Healthy webapps through continuous introspection - Erik van Zijst¶

Tags: django, djangocon

There are lots of small things that you won’t really notice in development, but that’ll bite your visitors in production.

Sometimes there’s code that does a lot when it should not need to do that. They (=bitbucket) had a script that only had to look up a user’s repository location. Bitbucket is django, so they used the django ORM. But for a supposed-to-be-quickly-starting script to load the entire django ORM… It took 1.4 seconds to start up. The fix was simple: just fire off a small piece of SQL. They deployed the fix a few weeks ago and the load on their servers decreased 60%. Wow. And they’ve been buying lots and lots of servers… The script now starts in 0.09 seconds insead of 1.4.

Some common reasons of slowness:

Slow SQL queries. Or too many.

One time they had a specific API endpoint that was slow for the end users. Locally it worked just fine. It took lots of work to replicate it locally. In certain corner cases it would fire off 100k database queries!
Lock contention between threads (python global interpreter lock), file locks by git/hg, database table/row locks.
Excessive IO to disk or network.

Memcached is great to speed up your application. Unless you use it in the wrong way. One of their python loops executed the exact same query lots of times instead of holding on to the result. Memcached is quick, but requesting the same thing 500 times does use up IO.
Evil regular expression. Like r'^(a+)+$'. Easy to get them to run a long time.

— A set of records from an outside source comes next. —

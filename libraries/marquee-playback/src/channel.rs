//! Platform-agnostic audio channel trait
//!
//! Abstracts the one physical audio output the platform gives us. The
//! engine never talks to a channel directly: every call goes through
//! `PlaybackResource`, which enforces single ownership.

use crate::error::ChannelError;
use crate::session::SourceTicket;
use serde::{Deserialize, Serialize};
use std::time::Duration;

/// Platform audio primitive
///
/// Implementors wrap whatever the platform offers (a native player, a
/// browser audio element, a simulated channel in tests). Status is
/// reported asynchronously: either through `poll_status` or by pushing
/// `StatusUpdate`s into the runtime. Each update must carry the ticket
/// given to the `load` call that produced the source.
pub trait AudioChannel: Send {
    /// Load a source, replacing nothing (the resource unloads first)
    ///
    /// # Errors
    /// Returns `ChannelError` if the platform refuses the source outright.
    /// Asynchronous load failures are reported as status with `error` set.
    fn load(&mut self, ticket: SourceTicket, url: &str) -> Result<(), ChannelError>;

    /// Unload the current source and discard any buffered state
    fn unload(&mut self);

    /// Start or resume output
    fn play(&mut self);

    /// Pause output
    fn pause(&mut self);

    /// Seek within the current source
    fn seek(&mut self, position: Duration);

    /// Collect status produced since the last poll
    ///
    /// `elapsed` is the wall-clock time since the previous poll. Platforms
    /// that push status from callbacks can keep the default.
    fn poll_status(&mut self, elapsed: Duration) -> Vec<StatusUpdate> {
        let _ = elapsed;
        Vec::new()
    }
}

/// Raw status snapshot pushed by the platform
#[derive(Debug, Clone, Default, PartialEq, Serialize, Deserialize)]
pub struct ChannelStatus {
    /// Source finished loading and can be played
    pub is_loaded: bool,

    /// Output is running
    pub is_playing: bool,

    /// Waiting on data
    pub is_buffering: bool,

    /// Current position
    pub position: Duration,

    /// Total duration, once known
    pub duration: Option<Duration>,

    /// Source reached its end since the previous update
    pub did_just_finish: bool,

    /// Load or decode failure
    pub error: Option<String>,
}

impl ChannelStatus {
    /// Status reported once a source has loaded
    pub fn loaded(duration: Duration) -> Self {
        Self {
            is_loaded: true,
            duration: Some(duration),
            ..Self::default()
        }
    }

    /// Status reported while playing
    pub fn playing(position: Duration, duration: Duration) -> Self {
        Self {
            is_loaded: true,
            is_playing: true,
            position,
            duration: Some(duration),
            ..Self::default()
        }
    }

    /// Status reported at natural end of the source
    pub fn finished(duration: Duration) -> Self {
        Self {
            is_loaded: true,
            position: duration,
            duration: Some(duration),
            did_just_finish: true,
            ..Self::default()
        }
    }

    /// Status reported when the source failed to load or decode
    pub fn failed(message: impl Into<String>) -> Self {
        Self {
            error: Some(message.into()),
            ..Self::default()
        }
    }
}

/// A status snapshot stamped with the source it describes
#[derive(Debug, Clone, PartialEq, Serialize, Deserialize)]
pub struct StatusUpdate {
    /// Ticket issued when the source was loaded
    pub ticket: SourceTicket,

    /// Snapshot
    pub status: ChannelStatus,
}

impl StatusUpdate {
    /// Stamp a status with its ticket
    pub fn new(ticket: SourceTicket, status: ChannelStatus) -> Self {
        Self { ticket, status }
    }
}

Possible consequences: error 503 - worker pools are full. Or error 500 if requests time out (gunicorn SIGKILL, its build-in protection against denial of service). The problem with that SIGKILL is that that’s the most drastic kill. kill -9. Which means the process is really dead: it also cannot release locks or clean up stuff or release database connections. A SIGKILL also destroys any evidence: you won’t get a traceback out of a process killed in that way!

A handy tool: dogslow. Django middleware that emails tracebacks of slow requests. There’s no performance penalty and it is safe on production. You must configure it so that it fires before gunicorn SIGKILLs :-)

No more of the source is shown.